Segment Start: Entries provided
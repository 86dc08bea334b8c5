//! 設定API
//!
//! ユーザー設定（ステーション既定値・チャットアプリ）、公開設定、
//! 管理者向けシステム設定。

use crate::common::auth::Claims;
use crate::common::error::ConsoleError;
use crate::db::settings::{
    SettingsStorage, KEY_ANNOUNCEMENT, KEY_ENABLE_LOGIN, KEY_ENABLE_LOGIN_CAPTCHA,
    KEY_ENABLE_REGISTRATION, KEY_ENABLE_REGISTER_CAPTCHA, KEY_SYSTEM_NAME,
};
use crate::db::user_settings::{self, UserSettings};
use crate::types::chat_app::{validate_all, ChatAppTemplate};
use crate::AppState;
use axum::{extract::State, Extension, Json};
use serde::{Deserialize, Serialize};
use std::collections::HashMap;

use super::error::AppError;

/// ユーザー設定レスポンス
#[derive(Debug, Serialize)]
pub struct UserSettingsResponse {
    /// 成功フラグ
    pub success: bool,
    /// 設定内容
    pub settings: UserSettingsBody,
}

/// ユーザー設定の内容
#[derive(Debug, Serialize, Deserialize)]
pub struct UserSettingsBody {
    /// チャットアプリテンプレート一覧
    pub chat_apps: Vec<ChatAppTemplate>,
    /// モデル一覧パスの既定値
    pub models_path: String,
    /// チャット補完パスの既定値
    pub chat_path: String,
    /// テスト質問の既定値
    pub test_question: String,
    /// ストリーミングの既定値
    pub default_stream: bool,
    /// タイムアウトの既定値（秒）
    pub default_timeout_secs: u64,
    /// 同時実行数の既定値
    pub default_concurrency: u32,
}

/// 設定保存レスポンス
#[derive(Debug, Serialize)]
pub struct SaveSettingsResponse {
    /// 成功フラグ
    pub success: bool,
    /// メッセージ
    pub message: String,
}

/// 公開設定レスポンス
#[derive(Debug, Serialize)]
pub struct PublicSettingsResponse {
    /// 成功フラグ
    pub success: bool,
    /// 公開設定（システム名・お知らせ・登録/キャプチャのトグル）
    pub settings: HashMap<String, String>,
}

/// システム設定レスポンス（管理者向け）
#[derive(Debug, Serialize)]
pub struct SystemSettingsResponse {
    /// 成功フラグ
    pub success: bool,
    /// 全設定のキーバリュー
    pub settings: HashMap<String, String>,
}

/// システム設定更新リクエスト
#[derive(Debug, Deserialize)]
pub struct UpdateSystemSettingsRequest {
    /// 更新するキーバリュー
    pub settings: HashMap<String, String>,
}

/// GET /api/settings - ユーザー設定取得
///
/// 未保存のユーザーには既定値を返す。
pub async fn get_user_settings(
    Extension(claims): Extension<Claims>,
    State(state): State<AppState>,
) -> Result<Json<UserSettingsResponse>, AppError> {
    let user_id = claims
        .user_id()
        .map_err(|e| ConsoleError::Authentication(format!("Invalid user ID: {}", e)))?;

    let settings = user_settings::get(&state.db_pool, user_id).await?;

    Ok(Json(UserSettingsResponse {
        success: true,
        settings: UserSettingsBody {
            chat_apps: settings.chat_apps,
            models_path: settings.models_path,
            chat_path: settings.chat_path,
            test_question: settings.test_question,
            default_stream: settings.default_stream,
            default_timeout_secs: settings.default_timeout_secs,
            default_concurrency: settings.default_concurrency,
        },
    }))
}

/// PUT /api/settings - ユーザー設定保存
///
/// チャットアプリテンプレートは保存前にプレースホルダー検証される。
pub async fn update_user_settings(
    Extension(claims): Extension<Claims>,
    State(state): State<AppState>,
    Json(body): Json<UserSettingsBody>,
) -> Result<Json<SaveSettingsResponse>, AppError> {
    let user_id = claims
        .user_id()
        .map_err(|e| ConsoleError::Authentication(format!("Invalid user ID: {}", e)))?;

    validate_all(&body.chat_apps)?;

    let settings = UserSettings {
        user_id,
        chat_apps: body.chat_apps,
        models_path: body.models_path,
        chat_path: body.chat_path,
        test_question: body.test_question,
        default_stream: body.default_stream,
        default_timeout_secs: body.default_timeout_secs,
        default_concurrency: body.default_concurrency,
    };
    user_settings::upsert(&state.db_pool, &settings).await?;

    Ok(Json(SaveSettingsResponse {
        success: true,
        message: "Settings saved".to_string(),
    }))
}

/// GET /api/public-settings - 公開設定取得
///
/// 認証不要。ログイン/登録画面が参照するトグルのみを公開する。
pub async fn public_settings(
    State(state): State<AppState>,
) -> Result<Json<PublicSettingsResponse>, AppError> {
    let storage = SettingsStorage::new(state.db_pool.clone());

    let mut settings = HashMap::new();
    for key in [
        KEY_SYSTEM_NAME,
        KEY_ANNOUNCEMENT,
        KEY_ENABLE_REGISTRATION,
        KEY_ENABLE_LOGIN,
        KEY_ENABLE_REGISTER_CAPTCHA,
        KEY_ENABLE_LOGIN_CAPTCHA,
    ] {
        if let Some(value) = storage.get_setting(key).await? {
            settings.insert(key.to_string(), value);
        }
    }

    Ok(Json(PublicSettingsResponse {
        success: true,
        settings,
    }))
}

/// GET /api/admin/settings - システム設定取得（管理者のみ）
pub async fn get_system_settings(
    Extension(claims): Extension<Claims>,
    State(state): State<AppState>,
) -> Result<Json<SystemSettingsResponse>, AppError> {
    if !claims.is_admin() {
        return Err(ConsoleError::Authorization("Admin permission required".to_string()).into());
    }

    let storage = SettingsStorage::new(state.db_pool.clone());
    let settings = storage.list_settings().await?.into_iter().collect();

    Ok(Json(SystemSettingsResponse {
        success: true,
        settings,
    }))
}

/// PUT /api/admin/settings - システム設定保存（管理者のみ）
pub async fn update_system_settings(
    Extension(claims): Extension<Claims>,
    State(state): State<AppState>,
    Json(request): Json<UpdateSystemSettingsRequest>,
) -> Result<Json<SaveSettingsResponse>, AppError> {
    if !claims.is_admin() {
        return Err(ConsoleError::Authorization("Admin permission required".to_string()).into());
    }

    let storage = SettingsStorage::new(state.db_pool.clone());
    for (key, value) in &request.settings {
        storage.set_setting(key, value).await?;
    }

    tracing::info!(
        "Admin {} updated {} system settings",
        claims.username,
        request.settings.len()
    );

    Ok(Json(SaveSettingsResponse {
        success: true,
        message: "System settings saved".to_string(),
    }))
}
Segment End: Entries provided
**What to work on**
Go through the listing above and return every line where the word "Deserialize" occurs.

**Completed task**
use serde::{Deserialize, Serialize};
#[derive(Debug, Serialize, Deserialize)]
#[derive(Debug, Deserialize)]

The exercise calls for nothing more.